春秋大刀

先々週から王先生が遼寧省より帰ってこられ、春秋大刀を一部の師兄達に教え始めた。師母が習えばいいと参加を薦めてくれたが、王先生からは「剣の方が大切だから剣をもっと練習しなさい」と言われていたので休憩中に若干眺める程度だった。

今回、まだ人が集まらない時間帯に鞭を練習していたところ、「それぐらいにして大刀の練習をするように」とOKが出た。

 

自然派において、大刀は最後に教えるという。理由は単純で、「重たいから」だそうだ。

動きの中で負荷をかけながら行う練功法は、他派にも多くみられ、同派でも重要視されている。

 

「槍の身法が見についていれば棍も棒(齊眉棍)も応用で扱える。大刀も槍と刀の特性が分かっていればすぐに扱えるようになる。だが大刀は重たいため、「身法で動かす」、「体幹で動かす」などとは言っても先天的な生の力(筋力)が不可欠。筋力を強化するために大刀を利用する」

というのが王先生の考え方だ。

 

しかし他の兵器の練習を通して身法がしっかり形作られていないと重さを支えるために余計な力が入りやすく、変な癖もつきやすいため、自分で身体の不具合に気が付けるようになってから教える。

 

武当剣(飛龍剣)に比べて難易度は高くないので、先ずは重さに振り回されないように練習を重ねようと思う。

 

 

蛇足:関羽と青龍偃月刀

春秋大刀は関公刀とか大関刀とも言われている。

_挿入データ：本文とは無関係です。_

//! Collaborator seams.
//!
//! The core never talks to a backend directly. It consumes:
//! - a [`QueryExecutor`] for log and aggregation fetches
//! - a [`SchemaProvider`] for default table headers
//! - a [`SavedFilterStore`] for saved filters
//! - a [`Clock`] so time-range math is deterministic under test
//!
//! Transport, retries, caching and cancellation of late results belong to the
//! implementors. The core only consumes returned records or the failure.

use crate::model::{LogRecord, QueryError, SavedFilter, SavedFilterError, SchemaError, StreamSchema};

pub mod clock;
pub mod query;

pub use clock::{Clock, FixedClock, SystemClock};
pub use query::{logs_query, quote_timestamp};

/// Runs a query string and returns its rows.
pub trait QueryExecutor {
    /// Execute `query`.
    ///
    /// # Errors
    ///
    /// Returns [`QueryError`] when the backend rejects the query or cannot be
    /// reached.
    fn execute(&mut self, query: &str) -> Result<Vec<LogRecord>, QueryError>;
}

/// Looks up a stream's columns.
pub trait SchemaProvider {
    /// Schema of `stream`, fields in display order.
    ///
    /// # Errors
    ///
    /// Returns [`SchemaError::StreamNotFound`] for an unknown stream.
    fn get_schema(&self, stream: &str) -> Result<StreamSchema, SchemaError>;
}

/// Persists saved filters.
pub trait SavedFilterStore {
    /// Create a new filter. The returned copy carries the assigned id and version.
    ///
    /// # Errors
    ///
    /// Returns [`SavedFilterError`] when the store refuses or is unreachable.
    fn create(&mut self, filter: SavedFilter) -> Result<SavedFilter, SavedFilterError>;

    /// Overwrite an existing filter.
    ///
    /// # Errors
    ///
    /// Returns [`SavedFilterError::VersionConflict`] when the stored version moved on.
    fn update(&mut self, filter: SavedFilter) -> Result<SavedFilter, SavedFilterError>;

    /// Filters saved for `stream`.
    ///
    /// # Errors
    ///
    /// Returns [`SavedFilterError`] when the store is unreachable.
    fn list(&self, stream: &str) -> Result<Vec<SavedFilter>, SavedFilterError>;
}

関公は三国志で有名な関羽のことを指し、四大奇書の一つ、「三国志通俗演義(通称「三国演義」、日本では「三国志演義」)」の中では関羽が得意とした武器として青龍偃月刀の名前で登場する。

現在では中国国内をはじめ、世界各国の華人・華僑に商売の神様として崇められ、各地の関帝廟や個人が保有する関羽像のほとんどがこの偃月刀を手にしたものだ。

しかし現代では、関羽の偃月刀が、史書である三国志とは別に、元末明初の小説家、羅貫中(1330~1400頃)の作品である「三国演義」の中で脚色されたものにすぎず、実際に扱っていた武器は違うという研究が進められている。

偃月刀が確認出来るのは北宋からだ。朝廷の臣下であった曾公亮と丁度が宋四代皇帝仁宗(1010~1063)に命じられて5年の月日を経て編纂されたといわれる軍事書、「武経総要」の中に「掩月刀」の名前で登場したのが初出とみられる。

 

「武経総要」の中で「刀」の項目に記された8つの刀。右から4つ目が掩月刀

 

 

「偃」の現代中国語における発音はyan3で、「偃月」は横に寝そべったような月、弦月の意。

「掩」も同じくyan3と読み、遮るという意味がある。「浮雲掩月」のように、雲によって遮られた月という意味で用いられ、比喩的に先行きが見えず不安な様子を表したりする。

いずれも表現されているのは「半月」であることから、刃の形状から名付けられたと考えられる。

 

 

「三国演義」が元代末から明代初期の洪武年間(1368~1398)の著作であることを考えると、偃月刀が三国時代に使われていた兵器について事前調査のなされないまま書かれたと考えれば矛盾しない。

また、西晋の史学者である陳寿が著した史書「三国志」の第三十六巻(蜀書の第六巻)「関張馬黄趙伝(関羽(また子の関興)・張飛・馬超・黄忠・趙雲について書かれている)」の関羽伝には、関羽がどのような武器を使用していたかの明確な記載は見られない。

同巻において、袁紹が顔良を大将軍として劉延を白馬において攻撃したので、曹操が張遼と関羽を先方としてこれを迎え撃ったくだりでは、

「紹遣大將(軍)顔良攻東軍太守劉延於白馬,曹公使張遼及羽為先鋒撃之。羽望見良麾蓋,策馬刺良於萬眾之中,斬其首還,紹諸将莫能当者,遂解白馬圍。」

とあり、顔良と接触する場面においては「刺」という言葉を使っている。関羽が直線的に顔良を突き刺し、それが致命的となって顔良が落馬したのちにこれを討ち取ったとみられる。

 

春秋大刀の重量、扱い方という観点からみて、大刀を用いているのに「斬zhan3」あるいは「砍kan3」という言葉が相手を攻撃する際に用いられないのは不自然であり、実際に関羽が使っていたのは矛か矟、或いは剣状の兵器である可能性が高い。

 

近年ネット上で関羽の墓とされる場所から2000年以上前の偃月刀が見つかったなどというニュースが報道されたことがあったが、上記の理由から考証を経ずに報道されたフェイクだとの見方が強まっている。

 

          

       端午節だからか、帰りは全体的に10分前後遅延していた。